Sullivan v. EverhartAnnotate this Case
494 U.S. 83
U.S. Supreme Court
Sullivan v. Everhart, 494 U.S. 83 (1990)
Sullivan v. Everhart
Argued Nov. 27, 1989
Decided Feb. 21, 1990
494 U.S. 83
The Social Security Act requires the Secretary of Health and Human Services, when he "finds that more or less than the correct amount" of "payment" has been made under the Old-Age, Survivors and Disability Insurance program, or of "benefits" has been paid under the Supplemental Security Income program, to make "proper adjustment or recovery." If less than the correct amount has been paid, the Secretary shall pay the balance due; if more than the correct amount has been paid, the Secretary shall reduce future payment or obtain a refund from the beneficiary. The Act prohibits, however, "adjustment of payments to, or recovery . . . from, any person who is without fault," if such adjustment or recovery would defeat the Act's purposes or be against equity and good conscience. Califano v. Yamasaki,442 U. S. 682, 442 U. S. 697, interpreted that limitation as entitling the beneficiary to an oral hearing on waiver of recoupment. Pursuant to his authority to "fin[d] [whether] more or less than the correct amount" of payment has been made, and under his general rulemaking authority, the Secretary promulgated "netting" regulations. Under these regulations, the Secretary calculates the difference between the amount due and the amount paid for the period beginning with the first month for which there was a payment error and ending with the month of the "initial determination." If the beneficiary was overpaid in certain months and underpaid in others, the Secretary will net the errors (i.e., calculate the difference between the underpayments and the overpayments) and treat the netted amount as an overpayment or underpayment, as the case may be, for purposes of adjustment or recovery. In this case, after the Secretary made both underpayments and overpayments to each respondent, he netted the errors, paid the net underpayments, and offered recoupment waiver hearings as to the net overpayments. The District Court granted summary judgment to respondents in their ensuing lawsuit, ruling that the regulations violated the Act. The Court of Appeals affirmed.
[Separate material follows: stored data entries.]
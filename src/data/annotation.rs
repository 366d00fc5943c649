use crate::core::geo::GeoCoord;
use crate::prelude::HashMap;
use crate::tiles::address::{BinKey, TileKey};
use serde::{Deserialize, Serialize};
use serde_json::{Map, Value};

/// Free-text content of an annotation
#[derive(Debug, Clone, PartialEq, Default, Serialize, Deserialize)]
pub struct AnnotationData {
    #[serde(default, skip_serializing_if = "Option::is_none")]
    pub title: Option<String>,
    #[serde(default, skip_serializing_if = "Option::is_none")]
    pub comment: Option<String>,
    /// Fields this client does not interpret, kept so a modify echoes them back
    #[serde(flatten)]
    pub extra: Map<String, Value>,
}

/// A user-visible point record as stored by the annotation service.
///
/// `x`/`y` are geographic (longitude/latitude). Missing priority, title or
/// comment deserialize as `None` and render as empty text.
#[derive(Debug, Clone, PartialEq, Default, Serialize, Deserialize)]
pub struct Annotation {
    pub x: f64,
    pub y: f64,
    #[serde(default, skip_serializing_if = "Option::is_none")]
    pub priority: Option<String>,
    #[serde(default)]
    pub data: AnnotationData,
    #[serde(flatten)]
    pub extra: Map<String, Value>,
}

impl Annotation {
    pub fn new(position: GeoCoord, priority: &str, title: &str, comment: &str) -> Self {
        Self {
            x: position.lon,
            y: position.lat,
            priority: Some(priority.to_string()),
            data: AnnotationData {
                title: Some(title.to_string()),
                comment: Some(comment.to_string()),
                extra: Map::new(),
            },
            extra: Map::new(),
        }
    }

    pub fn position(&self) -> GeoCoord {
        GeoCoord::new(self.x, self.y)
    }

    /// Copy of this record with only the coordinate replaced
    pub fn moved_to(&self, position: GeoCoord) -> Annotation {
        Annotation {
            x: position.lon,
            y: position.lat,
            ..self.clone()
        }
    }

    pub fn title(&self) -> &str {
        self.data.title.as_deref().unwrap_or_default()
    }

    pub fn comment(&self) -> &str {
        self.data.comment.as_deref().unwrap_or_default()
    }

    pub fn priority(&self) -> &str {
        self.priority.as_deref().unwrap_or_default()
    }
}

/// Annotations of one tile, bucketed by bin
pub type BinData = HashMap<BinKey, Vec<Annotation>>;

/// Everything the synchronizer holds, keyed by tile then bin
pub type TileDataMap = HashMap<TileKey, BinData>;

/// Where a rendered annotation came from: tile, bin and position in the bin
#[derive(Debug, Clone, Copy, PartialEq, Eq, Hash, Serialize, Deserialize)]
pub struct AnnotationRef {
    pub tile_key: TileKey,
    pub bin_key: BinKey,
    pub index: usize,
}

impl AnnotationRef {
    /// The referenced record in `data`, if it is still there
    pub fn resolve<'a>(&self, data: &'a TileDataMap) -> Option<&'a Annotation> {
        data.get(&self.tile_key)?.get(&self.bin_key)?.get(self.index)
    }
}

/// Total number of annotations across all tiles and bins
pub fn annotation_count(data: &TileDataMap) -> usize {
    data.values()
        .flat_map(|bins| bins.values())
        .map(Vec::len)
        .sum()
}

/// A write request sent to the annotation service
#[derive(Debug, Clone, PartialEq, Serialize, Deserialize)]
#[serde(tag = "type")]
pub enum Mutation {
    #[serde(rename = "WRITE")]
    Create { annotation: Annotation },
    #[serde(rename = "MODIFY")]
    Modify { old: Annotation, new: Annotation },
}

impl Mutation {
    pub fn kind(&self) -> &'static str {
        match self {
            Mutation::Create { .. } => "create",
            Mutation::Modify { .. } => "modify",
        }
    }
}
Held: The netting regulations are facially valid. Pp. 494 U. S. 88-95.
(a) The regulations are based on a permissible construction of the Act. The Act authorizes the Secretary to determine whether "more or less than the correct amount" has been paid; and the "correct amount" can
reasonably be construed to mean the net amount owing as of the date of the determination, rather than the amount owing each month. The Act refers to the correct amount "of payment," not of "any payment" (as it does elsewhere), which suggests computation on a multipayment basis. Nor does the restriction on "adjustment or recovery" of overpayments foreclose the netting regulations. These terms do not necessarily embrace all collection methods. The Secretary has reasonably interpreted "adjustment" to mean a reduction in future payments, and "recovery" to mean refund. Pp. 494 U. S. 89-93.
(b) The method of computing the netting period does not make the regulations arbitrary and capricious. The inevitable delay between the discovery that something is amiss and the formal "initial determination" of error (which closes the netting period) is necessary to avoid spur-of-the-moment decisions. The Secretary's regulations limit delay, and the hypothesis that the Secretary will deliberately delay to net-in additional underpayments is implausible. The respondents' alternative regime of separate accounting would increase the administrative burden, and their alternative suggestion of delayed reimbursement of underpayments does not address the alleged delay problem. Pp. 494 U. S. 93-95.
853 F.2d 1532, (CA10 1988) reversed and remanded.
SCALIA, J., delivered the opinion of the Court, in which REHNQUIST, C.J., and WHITE, BLACKMUN, and O'CONNOR, JJ., joined. STEVENS, J., filed a dissenting opinion, in which BRENNAN, MARSHALL, and KENNEDY, JJ., joined,, post, p. 494 U. S. 96.